* Problem description: Please return each line of the listing exactly as given.

* Supplied material:
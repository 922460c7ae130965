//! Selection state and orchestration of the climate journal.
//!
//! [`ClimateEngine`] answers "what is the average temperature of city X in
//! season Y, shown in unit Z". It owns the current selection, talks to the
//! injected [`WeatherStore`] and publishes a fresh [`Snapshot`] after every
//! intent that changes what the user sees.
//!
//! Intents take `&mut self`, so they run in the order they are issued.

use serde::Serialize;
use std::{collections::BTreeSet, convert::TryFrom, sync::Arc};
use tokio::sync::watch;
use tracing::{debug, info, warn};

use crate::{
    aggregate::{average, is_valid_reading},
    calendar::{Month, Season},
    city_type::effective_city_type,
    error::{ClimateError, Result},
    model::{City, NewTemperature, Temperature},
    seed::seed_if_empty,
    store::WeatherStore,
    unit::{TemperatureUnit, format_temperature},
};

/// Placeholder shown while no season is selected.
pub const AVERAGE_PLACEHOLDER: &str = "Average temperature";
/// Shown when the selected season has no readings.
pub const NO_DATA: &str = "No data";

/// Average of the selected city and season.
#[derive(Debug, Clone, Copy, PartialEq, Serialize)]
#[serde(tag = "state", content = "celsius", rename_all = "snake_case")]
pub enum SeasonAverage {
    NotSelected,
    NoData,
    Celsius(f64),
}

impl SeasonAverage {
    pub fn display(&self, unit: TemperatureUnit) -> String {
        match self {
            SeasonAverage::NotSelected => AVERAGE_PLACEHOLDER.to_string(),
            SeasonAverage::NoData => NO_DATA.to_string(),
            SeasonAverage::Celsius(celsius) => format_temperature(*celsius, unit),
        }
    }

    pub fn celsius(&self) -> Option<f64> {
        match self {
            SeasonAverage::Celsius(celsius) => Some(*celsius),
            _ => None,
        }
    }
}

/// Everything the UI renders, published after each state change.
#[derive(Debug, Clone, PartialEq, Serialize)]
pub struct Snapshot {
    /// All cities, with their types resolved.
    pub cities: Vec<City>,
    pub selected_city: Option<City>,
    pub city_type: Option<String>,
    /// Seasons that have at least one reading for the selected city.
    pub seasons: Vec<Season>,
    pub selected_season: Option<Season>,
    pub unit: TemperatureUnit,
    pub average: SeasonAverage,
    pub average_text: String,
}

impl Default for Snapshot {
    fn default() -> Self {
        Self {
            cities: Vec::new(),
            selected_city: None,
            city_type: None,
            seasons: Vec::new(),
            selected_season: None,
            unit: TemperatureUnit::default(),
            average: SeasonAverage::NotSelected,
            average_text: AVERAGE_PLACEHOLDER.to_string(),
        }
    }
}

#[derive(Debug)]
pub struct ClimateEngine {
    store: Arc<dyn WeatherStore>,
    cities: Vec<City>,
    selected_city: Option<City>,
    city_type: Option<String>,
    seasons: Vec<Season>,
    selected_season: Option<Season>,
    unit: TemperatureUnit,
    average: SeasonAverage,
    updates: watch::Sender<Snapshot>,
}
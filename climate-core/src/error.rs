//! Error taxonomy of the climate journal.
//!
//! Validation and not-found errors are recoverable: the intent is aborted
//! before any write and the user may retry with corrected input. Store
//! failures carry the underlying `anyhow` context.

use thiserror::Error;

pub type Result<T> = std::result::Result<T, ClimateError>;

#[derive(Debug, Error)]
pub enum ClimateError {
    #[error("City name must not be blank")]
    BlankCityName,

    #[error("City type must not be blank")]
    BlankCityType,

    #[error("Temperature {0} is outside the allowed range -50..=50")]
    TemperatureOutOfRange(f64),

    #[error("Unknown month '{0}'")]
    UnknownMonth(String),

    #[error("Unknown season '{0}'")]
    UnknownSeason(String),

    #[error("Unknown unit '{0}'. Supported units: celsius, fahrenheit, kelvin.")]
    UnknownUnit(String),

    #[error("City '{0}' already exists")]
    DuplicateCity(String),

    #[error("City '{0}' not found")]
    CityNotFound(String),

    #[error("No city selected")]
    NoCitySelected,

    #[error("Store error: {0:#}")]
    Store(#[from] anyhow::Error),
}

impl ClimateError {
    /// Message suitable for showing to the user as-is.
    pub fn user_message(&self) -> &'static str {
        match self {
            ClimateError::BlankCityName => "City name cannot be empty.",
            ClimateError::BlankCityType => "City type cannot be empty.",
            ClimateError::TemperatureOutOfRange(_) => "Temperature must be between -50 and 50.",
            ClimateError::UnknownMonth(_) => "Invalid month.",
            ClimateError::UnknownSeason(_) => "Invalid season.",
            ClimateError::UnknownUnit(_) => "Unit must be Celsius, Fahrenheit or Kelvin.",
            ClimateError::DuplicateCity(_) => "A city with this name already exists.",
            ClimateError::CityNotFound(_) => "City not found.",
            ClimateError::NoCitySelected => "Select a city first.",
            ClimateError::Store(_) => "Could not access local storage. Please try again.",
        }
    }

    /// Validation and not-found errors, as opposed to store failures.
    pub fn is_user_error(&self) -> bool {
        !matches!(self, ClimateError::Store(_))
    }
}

* Exercise result:
repository 922460c7ae130965
//! Selection state and orchestration of the climate journal.
//!
//! [`ClimateEngine`] answers "what is the average temperature of city X in
//! season Y, shown in unit Z". It owns the current selection, talks to the
//! injected [`WeatherStore`] and publishes a fresh [`Snapshot`] after every
//! intent that changes what the user sees.
//!
//! Intents take `&mut self`, so they run in the order they are issued.

use serde::Serialize;
use std::{collections::BTreeSet, convert::TryFrom, sync::Arc};
use tokio::sync::watch;
use tracing::{debug, info, warn};

use crate::{
    aggregate::{average, is_valid_reading},
    calendar::{Month, Season},
    city_type::effective_city_type,
    error::{ClimateError, Result},
    model::{City, NewTemperature, Temperature},
    seed::seed_if_empty,
    store::WeatherStore,
    unit::{TemperatureUnit, format_temperature},
};

/// Placeholder shown while no season is selected.
pub const AVERAGE_PLACEHOLDER: &str = "Average temperature";
/// Shown when the selected season has no readings.
pub const NO_DATA: &str = "No data";

/// Average of the selected city and season.
#[derive(Debug, Clone, Copy, PartialEq, Serialize)]
#[serde(tag = "state", content = "celsius", rename_all = "snake_case")]
pub enum SeasonAverage {
    NotSelected,
    NoData,
    Celsius(f64),
}

impl SeasonAverage {
    pub fn display(&self, unit: TemperatureUnit) -> String {
        match self {
            SeasonAverage::NotSelected => AVERAGE_PLACEHOLDER.to_string(),
            SeasonAverage::NoData => NO_DATA.to_string(),
            SeasonAverage::Celsius(celsius) => format_temperature(*celsius, unit),
        }
    }

    pub fn celsius(&self) -> Option<f64> {
        match self {
            SeasonAverage::Celsius(celsius) => Some(*celsius),
            _ => None,
        }
    }
}

/// Everything the UI renders, published after each state change.
#[derive(Debug, Clone, PartialEq, Serialize)]
pub struct Snapshot {
    /// All cities, with their types resolved.
    pub cities: Vec<City>,
    pub selected_city: Option<City>,
    pub city_type: Option<String>,
    /// Seasons that have at least one reading for the selected city.
    pub seasons: Vec<Season>,
    pub selected_season: Option<Season>,
    pub unit: TemperatureUnit,
    pub average: SeasonAverage,
    pub average_text: String,
}

impl Default for Snapshot {
    fn default() -> Self {
        Self {
            cities: Vec::new(),
            selected_city: None,
            city_type: None,
            seasons: Vec::new(),
            selected_season: None,
            unit: TemperatureUnit::default(),
            average: SeasonAverage::NotSelected,
            average_text: AVERAGE_PLACEHOLDER.to_string(),
        }
    }
}

#[derive(Debug)]
pub struct ClimateEngine {
    store: Arc<dyn WeatherStore>,
    cities: Vec<City>,
    selected_city: Option<City>,
    city_type: Option<String>,
    seasons: Vec<Season>,
    selected_season: Option<Season>,
    unit: TemperatureUnit,
    average: SeasonAverage,
    updates: watch::Sender<Snapshot>,
}
filename climate-core/src/error.rs
//! Error taxonomy of the climate journal.
//!
//! Validation and not-found errors are recoverable: the intent is aborted
//! before any write and the user may retry with corrected input. Store
//! failures carry the underlying `anyhow` context.

use thiserror::Error;

pub type Result<T> = std::result::Result<T, ClimateError>;

#[derive(Debug, Error)]
pub enum ClimateError {
    #[error("City name must not be blank")]
    BlankCityName,

    #[error("City type must not be blank")]
    BlankCityType,

    #[error("Temperature {0} is outside the allowed range -50..=50")]
    TemperatureOutOfRange(f64),

    #[error("Unknown month '{0}'")]
    UnknownMonth(String),

    #[error("Unknown season '{0}'")]
    UnknownSeason(String),

    #[error("Unknown unit '{0}'. Supported units: celsius, fahrenheit, kelvin.")]
    UnknownUnit(String),

    #[error("City '{0}' already exists")]
    DuplicateCity(String),

    #[error("City '{0}' not found")]
    CityNotFound(String),

    #[error("No city selected")]
    NoCitySelected,

    #[error("Store error: {0:#}")]
    Store(#[from] anyhow::Error),
}

impl ClimateError {
    /// Message suitable for showing to the user as-is.
    pub fn user_message(&self) -> &'static str {
        match self {
            ClimateError::BlankCityName => "City name cannot be empty.",
            ClimateError::BlankCityType => "City type cannot be empty.",
            ClimateError::TemperatureOutOfRange(_) => "Temperature must be between -50 and 50.",
            ClimateError::UnknownMonth(_) => "Invalid month.",
            ClimateError::UnknownSeason(_) => "Invalid season.",
            ClimateError::UnknownUnit(_) => "Unit must be Celsius, Fahrenheit or Kelvin.",
            ClimateError::DuplicateCity(_) => "A city with this name already exists.",
            ClimateError::CityNotFound(_) => "City not found.",
            ClimateError::NoCitySelected => "Select a city first.",
            ClimateError::Store(_) => "Could not access local storage. Please try again.",
        }
    }

    /// Validation and not-found errors, as opposed to store failures.
    pub fn is_user_error(&self) -> bool {
        !matches!(self, ClimateError::Store(_))
    }
}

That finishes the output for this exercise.